How to send web content directly to your Kindle

Yesterday Lifehacker told everyone about Send to Kindle, a new extension for the Chrome web browser that lets you email articles and blog posts directly to your Kindle. It’s a great tool, but not very useful if you don’t use Chrome.

Here are some other easy ways to quickly send content to your Kindle from other web browsers, or from your desktop.


This one precedes Send to Kindle by more than a year, and it’s supposed to work in Internet Explorer, Chrome, and Mobile Safari as well as Firefox. I tested it on Firefox and it worked fine.

To enable it, you’ll have to add a RekindleIT email address to your approved senders list on your “Manage My Kindle” settings page on Amazon.

Since it was released before the Kindle 3, its instructions say that choosing the “free” option means you’ll get the file back via email and have to manually copy it over. In reality, the test article I used appeared on my Kindle 3 Wi-Fi model without any problems.


Instapaper is a great browser tool for saving long articles and posts to read later, when you’re not surfing the web. It also has a “Download” section in the sidebar of where you can grab a single file that contains all of your most recent Instapaper articles in ebook format. You can then use your normal email account to mail that file to your email address. This is a good alternative if you want to send lots of articles over at the same time, because they’ll be bundled into a single document with a table of contents.

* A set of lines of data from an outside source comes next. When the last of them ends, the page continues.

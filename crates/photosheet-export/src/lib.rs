//! photosheet-export: Pure encoders for finished images (sans-IO)
//!
//! Normal exports are lossless PNG at the photo's full resolution;
//! passport sheets are 1200×1800 JPEG at quality 95.

pub mod profile;
pub mod raster;

use photosheet_pipeline::PipelineError;

pub use profile::{DEFAULT_FILE_PREFIX, ExportProfile, export_file_name};
pub use raster::{EncodedImage, encode, export_session, to_jpeg, to_png};

/// Errors that can occur while producing an export.
#[derive(Debug, thiserror::Error)]
pub enum ExportError {
    /// The image encoder failed.
    #[error("failed to encode image: {0}")]
    Encode(#[from] image::ImageError),

    /// There are no pixels to encode.
    #[error("cannot export an empty image")]
    EmptyImage,

    /// Producing the pixels failed.
    #[error(transparent)]
    Pipeline(#[from] PipelineError),
}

Instapaper can also be used in a couple of other ways that require even less work on your part:

  • Auto-Delivery: If you sign up for an account at Instapaper, you can set up a delivery schedule where the service will automatically email you your saved articles as a single file once per week.
  • Auto-Sync vis USB: If you regularly plug in your Kindle to your PC, the free apps Ephemera (Mac) and Wordcycler (Windows) will sense when the Kindle is connected, download your Instapaper articles to the desktop, and copy them over to your device.

Two other services, Readability and Readable, both do a fine job of stripping out excess formatting so you can read web pages more easily. Unfortunately, they don’t offer a way to then email that reformatted article to your Kindle. (Readability’s email feature just sends a link, and Readable doesn’t offer one at all.)

However, if you’re looking for a completely private solution that doesn’t require sharing any email addresses with third parties, you can use one of these two tools to create a text-only version, then copy and paste that into a new email message and send it to your address yourself.

Non Kindle Bonus Tool! dotEPUB

Nate over at The Digital Reader pointed me to dotEPUB, a web based tool that will take any URL you give it and convert it into a downloadable .epub file. It sounds like a useful conversion tool if you use pretty much any device other than a Kindle.